Portneuf Regional Natural Park is a Quebec regional park (Canada) spanning five municipalities in the northwestern part of the Portneuf Regional County Municipality: Saint-Ubalde, Saint-Alban, Saint-Casimir, Portneuf and Rivière-à-Pierre. This park is administered on the basis of a social economy enterprise with the mission of showing visitors around an exceptional territory and contributing to its preservation and enhancement.

The territory of the park is a place of observation, leisure and learning because of the particular geomorphological attractions.

Officially inaugurated in the summer of 2014, this recreational and tourist park covers  made up of public land, municipal and private land. The park’s implementation team had gathered around a common objective: concerted regional management, creating positive spin-offs while preserving the park’s natural character.

Main activities 
The park's activities take place mainly in Saint-Alban, Saint-Ubalde and Saint-Casimir. A portion of Lac Montauban is located in the municipalities of Portneuf and Rivière-à-Pierre.

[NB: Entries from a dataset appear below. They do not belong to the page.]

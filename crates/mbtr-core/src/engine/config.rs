use crate::core::models::snapshot::{ConfigurationSnapshot, SnapshotError};
use itertools::Itertools;
use nalgebra::Point3;
use std::collections::HashMap;
use thiserror::Error;
use tracing::debug;

#[derive(Debug, Error, PartialEq, Clone)]
pub enum ConfigError {
    #[error("Missing required parameter: {0}")]
    MissingParameter(&'static str),

    #[error("Invalid configuration: {0}")]
    Snapshot(#[from] SnapshotError),

    #[error("Atoms {i} and {j} are {distance:.3e} apart, below the minimum separation {min_separation}")]
    CoincidentAtoms {
        i: usize,
        j: usize,
        distance: f64,
        min_separation: f64,
    },
}

#[derive(Default)]
pub struct ConfigurationBuilder {
    positions: Option<Vec<Point3<f64>>>,
    atomic_numbers: Option<Vec<u32>>,
    element_index: Option<HashMap<u32, usize>>,
    cell_limit: Option<usize>,
    min_separation: Option<f64>,
}

impl ConfigurationBuilder {
    pub fn new() -> Self {
        Self::default()
    }

    pub fn positions(mut self, positions: Vec<Point3<f64>>) -> Self {
        self.positions = Some(positions);
        self
    }
    pub fn atomic_numbers(mut self, atomic_numbers: Vec<u32>) -> Self {
        self.atomic_numbers = Some(atomic_numbers);
        self
    }
    pub fn element_index(mut self, element_index: HashMap<u32, usize>) -> Self {
        self.element_index = Some(element_index);
        self
    }
    pub fn cell_limit(mut self, cell_limit: usize) -> Self {
        self.cell_limit = Some(cell_limit);
        self
    }
    /// Rejects configurations in which two atoms are closer than `distance`.
    ///
    /// The kernel itself assumes distinct positions; this is the place to check it.
    pub fn min_separation(mut self, distance: f64) -> Self {
        self.min_separation = Some(distance);
        self
    }

    pub fn build(self) -> Result<ConfigurationSnapshot, ConfigError> {
        let positions = self
            .positions
            .ok_or(ConfigError::MissingParameter("positions"))?;
        let atomic_numbers = self
            .atomic_numbers
            .ok_or(ConfigError::MissingParameter("atomic_numbers"))?;
        let element_index = self
            .element_index
            .ok_or(ConfigError::MissingParameter("element_index"))?;
        let cell_limit = self
            .cell_limit
            .ok_or(ConfigError::MissingParameter("cell_limit"))?;

        if let Some(min_separation) = self.min_separation {
            check_separation(&positions, min_separation)?;
        }

        let snapshot =
            ConfigurationSnapshot::new(positions, atomic_numbers, element_index, cell_limit)?;
        debug!(
            num_atoms = snapshot.len(),
            cell_limit = snapshot.cell_limit(),
            num_elements = snapshot.element_index().len(),
            "Built configuration snapshot."
        );
        Ok(snapshot)
    }
}

fn check_separation(positions: &[Point3<f64>], min_separation: f64) -> Result<(), ConfigError> {
    let offending = positions
        .iter()
        .enumerate()
        .tuple_combinations::<((usize, &Point3<f64>), (usize, &Point3<f64>))>()
        .map(|((i, a), (j, b))| (i, j, nalgebra::distance(a, b)))
        .find(|&(_, _, distance)| distance < min_separation);

    match offending {
        Some((i, j, distance)) => Err(ConfigError::CoincidentAtoms {
            i,
            j,
            distance,
            min_separation,
        }),
        None => Ok(()),
    }
}
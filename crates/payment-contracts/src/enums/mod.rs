pub mod payment_channel;
pub mod payment_type;

pub use payment_channel::PaymentChannel;
pub use payment_type::PaymentType;

use serde::{Deserialize, Serialize};
use serde_json::json;
use strum::IntoEnumIterator;

/// 下拉选项
#[derive(Debug, Clone, PartialEq, Eq, Serialize, Deserialize)]
pub struct SelectOption {
    pub label: String,
    pub text: String,
    pub value: String,
    pub name: String,
}

/// 带字符串值和中文标签的枚举
pub trait EnumItem: IntoEnumIterator + Copy {
    /// 稳定的线上取值
    fn item_value(&self) -> &'static str;

    /// 中文名称
    fn item_label(&self) -> &'static str;

    /// 转换为 `{"value": .., "label": ..}`
    fn to_item(&self) -> serde_json::Value {
        json!({
            "value": self.item_value(),
            "label": self.item_label(),
        })
    }

    fn to_option(&self) -> SelectOption {
        SelectOption {
            label: self.item_label().to_string(),
            text: self.item_label().to_string(),
            value: self.item_value().to_string(),
            name: self.item_label().to_string(),
        }
    }

    /// 按声明顺序生成全部选项
    fn options() -> Vec<SelectOption> {
        Self::iter().map(|item| item.to_option()).collect()
    }
}
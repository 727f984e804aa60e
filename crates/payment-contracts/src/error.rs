use thiserror::Error;

/// 无效附加数据的默认提示
pub const DEFAULT_INVALID_ATTACH_MESSAGE: &str = "无效的附加数据格式";

#[derive(Error, Debug)]
pub enum ContractError {
    /// attach 字段为空、格式错误或缺少必需字段
    #[error("{0}")]
    InvalidAttachData(String),

    #[error("序列化错误: {0}")]
    Serialization(#[from] serde_json::Error),

    #[error("支付参数已设置: 订单 {order_number}")]
    PaymentParamsAlreadySet { order_number: String },

    #[error("无效的支付参数: {0}")]
    InvalidPaymentParams(String),

    #[error("不支持的支付类型: {0}")]
    UnsupportedPaymentType(String),

    #[error("支付网关错误: {0}")]
    Gateway(String),
}

pub type Result<T> = std::result::Result<T, ContractError>;

impl ContractError {
    pub fn invalid_attach_data(message: impl Into<String>) -> Self {
        Self::InvalidAttachData(message.into())
    }

    pub fn invalid_attach_data_default() -> Self {
        Self::InvalidAttachData(DEFAULT_INVALID_ATTACH_MESSAGE.to_string())
    }

    /// 业务错误码，供上层 HTTP 接口映射响应
    pub fn code(&self) -> u16 {
        match self {
            Self::Serialization(_) => 1006,
            Self::InvalidPaymentParams(_) => 3001,
            Self::InvalidAttachData(_) => 4010,
            Self::PaymentParamsAlreadySet { .. } => 4011,
            Self::UnsupportedPaymentType(_) => 4012,
            Self::Gateway(_) => 5000,
        }
    }

    pub fn is_invalid_attach_data(&self) -> bool {
        matches!(self, Self::InvalidAttachData(_))
    }
}
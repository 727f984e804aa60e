pub mod attach_data;

pub use attach_data::{AttachData, DEFAULT_ATTACH_TYPE};
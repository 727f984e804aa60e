use serde::{Deserialize, Serialize};
use strum::IntoEnumIterator;
use strum_macros::{Display, EnumIter, EnumString};

use super::{EnumItem, PaymentChannel};

/// 支付类型
///
/// 统一管理所有支付渠道类型，线上取值一经发布不可修改。
#[derive(Debug, Clone, Copy, PartialEq, Eq, Hash, Serialize, Deserialize, Display, EnumString, EnumIter)]
pub enum PaymentType {
    #[serde(rename = "wechat_mini_program")]
    #[strum(serialize = "wechat_mini_program")]
    WechatMiniProgram,
    #[serde(rename = "wechat_official_account")]
    #[strum(serialize = "wechat_official_account")]
    WechatOfficialAccount,
    #[serde(rename = "wechat_jsapi")]
    #[strum(serialize = "wechat_jsapi")]
    WechatJsapi,
    #[serde(rename = "wechat_app")]
    #[strum(serialize = "wechat_app")]
    WechatApp,
    #[serde(rename = "alipay_h5")]
    #[strum(serialize = "alipay_h5")]
    AlipayH5,
    #[serde(rename = "alipay_app")]
    #[strum(serialize = "alipay_app")]
    AlipayApp,

    // 兼容旧版本的支付方式
    #[serde(rename = "wechat_pay")]
    #[strum(serialize = "wechat_pay")]
    LegacyWechatPay,
    #[serde(rename = "alipay")]
    #[strum(serialize = "alipay")]
    LegacyAlipay,
    #[serde(rename = "bank_card")]
    #[strum(serialize = "bank_card")]
    BankCard,
    #[serde(rename = "balance")]
    #[strum(serialize = "balance")]
    Balance,
}

impl PaymentType {
    pub fn value(&self) -> &'static str {
        match self {
            Self::WechatMiniProgram => "wechat_mini_program",
            Self::WechatOfficialAccount => "wechat_official_account",
            Self::WechatJsapi => "wechat_jsapi",
            Self::WechatApp => "wechat_app",
            Self::AlipayH5 => "alipay_h5",
            Self::AlipayApp => "alipay_app",
            Self::LegacyWechatPay => "wechat_pay",
            Self::LegacyAlipay => "alipay",
            Self::BankCard => "bank_card",
            Self::Balance => "balance",
        }
    }

    pub fn as_str(&self) -> &'static str {
        self.value()
    }

    pub fn label(&self) -> &'static str {
        match self {
            Self::WechatMiniProgram => "微信小程序支付",
            Self::WechatOfficialAccount => "微信公众号支付",
            Self::WechatJsapi => "微信JSAPI支付",
            Self::WechatApp => "微信APP支付",
            Self::AlipayH5 => "支付宝H5支付",
            Self::AlipayApp => "支付宝APP支付",
            Self::LegacyWechatPay => "微信支付（通用）",
            Self::LegacyAlipay => "支付宝（通用）",
            Self::BankCard => "银行卡支付",
            Self::Balance => "余额支付",
        }
    }

    /// 支付渠道标识
    pub fn channel(&self) -> PaymentChannel {
        match self {
            Self::WechatMiniProgram
            | Self::WechatOfficialAccount
            | Self::WechatJsapi
            | Self::WechatApp
            | Self::LegacyWechatPay => PaymentChannel::Wechat,
            Self::AlipayH5 | Self::AlipayApp | Self::LegacyAlipay => PaymentChannel::Alipay,
            Self::BankCard => PaymentChannel::Bank,
            Self::Balance => PaymentChannel::Balance,
        }
    }

    /// 是否为微信支付相关类型
    pub fn is_wechat_payment(&self) -> bool {
        self.channel() == PaymentChannel::Wechat
    }

    /// 是否为支付宝相关类型
    pub fn is_alipay_payment(&self) -> bool {
        self.channel() == PaymentChannel::Alipay
    }

    /// 是否为第三方支付
    pub fn is_third_party_payment(&self) -> bool {
        self.is_wechat_payment() || self.is_alipay_payment()
    }

    /// 从字符串值查找支付类型，未知取值返回 `None`
    pub fn from_value(value: &str) -> Option<Self> {
        Self::iter().find(|payment_type| payment_type.value() == value)
    }

    /// 全部取值，按声明顺序
    pub fn all_values() -> Vec<&'static str> {
        Self::iter().map(|payment_type| payment_type.value()).collect()
    }

    /// 指定渠道下的所有支付类型
    pub fn by_channel(channel: PaymentChannel) -> impl Iterator<Item = Self> {
        Self::iter().filter(move |payment_type| payment_type.channel() == channel)
    }
}

impl EnumItem for PaymentType {
    fn item_value(&self) -> &'static str {
        self.value()
    }

    fn item_label(&self) -> &'static str {
        self.label()
    }
}
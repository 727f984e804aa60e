use crate::error::Result;
use crate::Params;

/// 支付管理器
pub trait PaymentManager: Send + Sync {
    /// 发起支付
    fn initiate_payment(&self, payment_data: &Params) -> Result<Params>;

    /// 查询支付状态
    fn payment_status(&self, payment_id: &str) -> Result<String>;

    /// 取消支付
    fn cancel_payment(&self, payment_id: &str) -> Result<bool>;
}
use chrono::{DateTime, FixedOffset};
use rust_decimal::Decimal;
use serde::{Deserialize, Serialize};

use crate::enums::{PaymentChannel, PaymentType};
use crate::Params;

/// 通用支付成功事件
///
/// 解耦支付模块与订单模块，支付成功后发布此事件。
#[derive(Debug, Clone, PartialEq, Serialize, Deserialize)]
#[serde(rename_all = "camelCase")]
pub struct PaymentSuccessEvent {
    payment_type: PaymentType,
    order_number: String,
    order_id: u64,
    /// 第三方交易号
    transaction_id: String,
    /// 实际支付金额
    amount: Decimal,
    pay_time: DateTime<FixedOffset>,
    /// 原始回调数据
    #[serde(default)]
    raw_data: Params,
}

impl PaymentSuccessEvent {
    pub fn new(
        payment_type: PaymentType,
        order_number: impl Into<String>,
        order_id: u64,
        transaction_id: impl Into<String>,
        amount: Decimal,
        pay_time: DateTime<FixedOffset>,
    ) -> Self {
        Self {
            payment_type,
            order_number: order_number.into(),
            order_id,
            transaction_id: transaction_id.into(),
            amount,
            pay_time,
            raw_data: Params::new(),
        }
    }

    pub fn with_raw_data(mut self, raw_data: Params) -> Self {
        self.raw_data = raw_data;
        self
    }

    pub fn payment_type(&self) -> PaymentType {
        self.payment_type
    }

    pub fn channel(&self) -> PaymentChannel {
        self.payment_type.channel()
    }

    pub fn order_number(&self) -> &str {
        &self.order_number
    }

    pub fn order_id(&self) -> u64 {
        self.order_id
    }

    pub fn transaction_id(&self) -> &str {
        &self.transaction_id
    }

    pub fn amount(&self) -> Decimal {
        self.amount
    }

    pub fn pay_time(&self) -> &DateTime<FixedOffset> {
        &self.pay_time
    }

    pub fn raw_data(&self) -> &Params {
        &self.raw_data
    }
}
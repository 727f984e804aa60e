use std::fmt;
use std::str::FromStr;

use once_cell::sync::Lazy;
use regex::Regex;
use serde::{Deserialize, Serialize};
use serde_json::{Map, Value};
use tracing::debug;

use crate::error::{ContractError, Result};

/// 默认数据类型
pub const DEFAULT_ATTACH_TYPE: &str = "order";

// 旧格式：order_id_123
static LEGACY_ATTACH: Lazy<Regex> =
    Lazy::new(|| Regex::new(r"^order_id_([0-9]+)$").expect("legacy attach pattern is valid"));

/// 支付附加数据
///
/// 标准化支付请求中的 attach 字段。构建支付请求时编码写入 attach，
/// 支付回调时从 attach 还原出原始订单。
///
/// 结构化格式：
///
/// ```json
/// {"order_id":123,"order_sn":"ORD001","type":"order","extra":{"key":"value"}}
/// ```
///
/// `extra` 为空时不输出。旧格式为纯字符串 `order_id_123`，没有订单编号。
#[derive(Debug, Clone, PartialEq, Serialize, Deserialize)]
#[serde(try_from = "Value")]
pub struct AttachData {
    order_id: u64,
    order_sn: String,
    #[serde(rename = "type")]
    kind: String,
    #[serde(skip_serializing_if = "Map::is_empty")]
    extra: Map<String, Value>,
}

impl AttachData {
    pub fn new(order_id: u64, order_sn: impl Into<String>) -> Self {
        Self {
            order_id,
            order_sn: order_sn.into(),
            kind: DEFAULT_ATTACH_TYPE.to_string(),
            extra: Map::new(),
        }
    }

    pub fn with_type(mut self, kind: impl Into<String>) -> Self {
        self.kind = kind.into();
        self
    }

    pub fn with_extra(mut self, extra: Map<String, Value>) -> Self {
        self.extra = extra;
        self
    }

    pub fn order_id(&self) -> u64 {
        self.order_id
    }

    pub fn order_sn(&self) -> &str {
        &self.order_sn
    }

    /// 数据类型，默认为 `order`
    pub fn kind(&self) -> &str {
        &self.kind
    }

    /// 同 [`AttachData::kind`]，对应 JSON 中的 `type` 字段
    pub fn r#type(&self) -> &str {
        &self.kind
    }

    pub fn extra(&self) -> &Map<String, Value> {
        &self.extra
    }

    /// 旧格式没有订单编号，需要调用方自行查询
    pub fn is_legacy(&self) -> bool {
        self.order_sn.is_empty()
    }

    /// 编码为 JSON 字符串
    pub fn encode(&self) -> Result<String> {
        Ok(serde_json::to_string(self)?)
    }

    /// 从 JSON 字符串解码
    pub fn decode(attach: &str) -> Result<Self> {
        if attach.is_empty() {
            return Err(ContractError::invalid_attach_data("Attach data cannot be empty"));
        }

        let value: Value = serde_json::from_str(attach).map_err(|e| {
            ContractError::invalid_attach_data(format!("Malformed attach data: {}", e))
        })?;

        Self::try_from(value)
    }

    /// 从旧格式的 attach 字符串解析，格式：`order_id_123`
    pub fn from_legacy_format(attach: &str) -> Option<Self> {
        let captures = LEGACY_ATTACH.captures(attach)?;
        // 超出 u64 范围的数字视为不匹配
        let order_id = captures[1].parse::<u64>().ok()?;

        Some(Self::new(order_id, ""))
    }

    /// 优先按新格式解析，失败则尝试旧格式
    pub fn parse(attach: &str) -> Option<Self> {
        match Self::decode(attach) {
            Ok(data) => Some(data),
            Err(ContractError::InvalidAttachData(reason)) => {
                debug!(%reason, "attach 不是结构化格式，尝试旧格式");
                Self::from_legacy_format(attach)
            }
            Err(e) => {
                debug!(error = %e, "attach 解码失败");
                None
            }
        }
    }
}

impl TryFrom<Value> for AttachData {
    type Error = ContractError;

    fn try_from(value: Value) -> Result<Self> {
        let Value::Object(mut data) = value else {
            return Err(ContractError::invalid_attach_data(
                "Malformed attach data: expected a JSON object",
            ));
        };

        let order_id = data
            .get("order_id")
            .and_then(Value::as_u64)
            .ok_or_else(|| {
                ContractError::invalid_attach_data("Missing or invalid order_id in attach data")
            })?;

        let order_sn = match data.remove("order_sn") {
            Some(Value::String(order_sn)) => order_sn,
            _ => {
                return Err(ContractError::invalid_attach_data(
                    "Missing or invalid order_sn in attach data",
                ));
            }
        };

        let kind = match data.remove("type") {
            None | Some(Value::Null) => DEFAULT_ATTACH_TYPE.to_string(),
            Some(Value::String(kind)) => kind,
            Some(_) => {
                return Err(ContractError::invalid_attach_data("Invalid type in attach data"));
            }
        };

        let extra = match data.remove("extra") {
            None | Some(Value::Null) => Map::new(),
            Some(Value::Object(extra)) => extra,
            Some(Value::Array(items)) if items.is_empty() => Map::new(),
            Some(_) => {
                return Err(ContractError::invalid_attach_data("Invalid extra in attach data"));
            }
        };

        Ok(Self {
            order_id,
            order_sn,
            kind,
            extra,
        })
    }
}

impl FromStr for AttachData {
    type Err = ContractError;

    fn from_str(s: &str) -> Result<Self> {
        Self::decode(s)
    }
}

impl fmt::Display for AttachData {
    fn fmt(&self, f: &mut fmt::Formatter<'_>) -> fmt::Result {
        let encoded = self.encode().map_err(|_| fmt::Error)?;
        f.write_str(&encoded)
    }
}
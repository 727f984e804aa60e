use tracing::debug;

use crate::enums::PaymentType;
use crate::error::{ContractError, Result};
use crate::events::{PaymentEventListener, PaymentParametersRequestedEvent};
use crate::Params;

/// 支付网关
///
/// 由具体的支付渠道模块实现，本库只定义能力。
pub trait PaymentGateway: Send + Sync {
    /// 根据支付请求参数生成支付参数
    fn payment_params(&self, params: &Params) -> Result<Params>;

    /// 支持的支付类型
    fn supported_payment_type(&self) -> PaymentType;

    /// 使用前校验支付请求参数
    fn validate_payment_params(&self, params: &Params) -> bool;
}

/// 把网关适配为参数请求事件的监听者
///
/// 只处理支付类型与网关一致、且尚未被其他监听者填充的事件。
pub struct GatewayListener<G> {
    gateway: G,
}

impl<G: PaymentGateway> GatewayListener<G> {
    pub fn new(gateway: G) -> Self {
        Self { gateway }
    }

    pub fn gateway(&self) -> &G {
        &self.gateway
    }

    fn accepts(&self, event: &PaymentParametersRequestedEvent) -> bool {
        let supported = self.gateway.supported_payment_type();
        event.payment_type() == supported.value() || event.payment_type_enum() == Some(supported)
    }
}

impl<G: PaymentGateway> PaymentEventListener for GatewayListener<G> {
    fn on_parameters_requested(&self, event: &mut PaymentParametersRequestedEvent) -> Result<()> {
        if !self.accepts(event) {
            debug!(
                payment_type = event.payment_type(),
                supported = %self.gateway.supported_payment_type(),
                "支付类型不匹配，跳过"
            );
            return Ok(());
        }

        if event.has_payment_params() {
            debug!(order_number = event.order_number(), "支付参数已由其他监听者填充");
            return Ok(());
        }

        let request = event.request_params();
        if !self.gateway.validate_payment_params(&request) {
            return Err(ContractError::InvalidPaymentParams(format!(
                "订单 {} 的支付请求参数校验失败",
                event.order_number()
            )));
        }

        let params = self.gateway.payment_params(&request)?;
        event.set_payment_params(params)
    }
}
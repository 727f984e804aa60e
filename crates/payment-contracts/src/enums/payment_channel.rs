use serde::{Deserialize, Serialize};
use strum_macros::{Display, EnumIter, EnumString};

use super::EnumItem;

/// 支付渠道
#[derive(Debug, Clone, Copy, PartialEq, Eq, Hash, Serialize, Deserialize, Display, EnumString, EnumIter)]
#[serde(rename_all = "snake_case")]
#[strum(serialize_all = "snake_case")]
pub enum PaymentChannel {
    Wechat,
    Alipay,
    Bank,
    Balance,
}

impl PaymentChannel {
    pub fn as_str(&self) -> &'static str {
        match self {
            Self::Wechat => "wechat",
            Self::Alipay => "alipay",
            Self::Bank => "bank",
            Self::Balance => "balance",
        }
    }

    pub fn label(&self) -> &'static str {
        match self {
            Self::Wechat => "微信支付",
            Self::Alipay => "支付宝",
            Self::Bank => "银行卡",
            Self::Balance => "余额",
        }
    }

    /// 是否由外部支付网络完成
    pub fn is_third_party(&self) -> bool {
        matches!(self, Self::Wechat | Self::Alipay)
    }
}

impl EnumItem for PaymentChannel {
    fn item_value(&self) -> &'static str {
        self.as_str()
    }

    fn item_label(&self) -> &'static str {
        self.label()
    }
}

In all seasons, this park offers various activities focused on nature, including:
 in winter: cross-country skiing, snowshoeing and ice climbing. Note: The Les Portes de l'Enfer cross-country ski center located at 5th range in Saint-Alban offers trails and a heated relay;
 in summer: hiking, hebertism, speleology, climbing, canoe-portage circuit, canoe-camping, kayak, paddle board, rabaska, inflatable raft, fishing, wildlife and nature photography...
Note: Visitors can also snowmobile and drive their ATV / ATV on the trails.

The park also offers group outings in nature. The park has a picnic area, boat ramps, a room for receptions, meetings or conventions.

Main attractions 
This park has 70 km of hiking trails. The 15 trails in the park are:
(Note: The name in French of the path is indicated in parenthesis)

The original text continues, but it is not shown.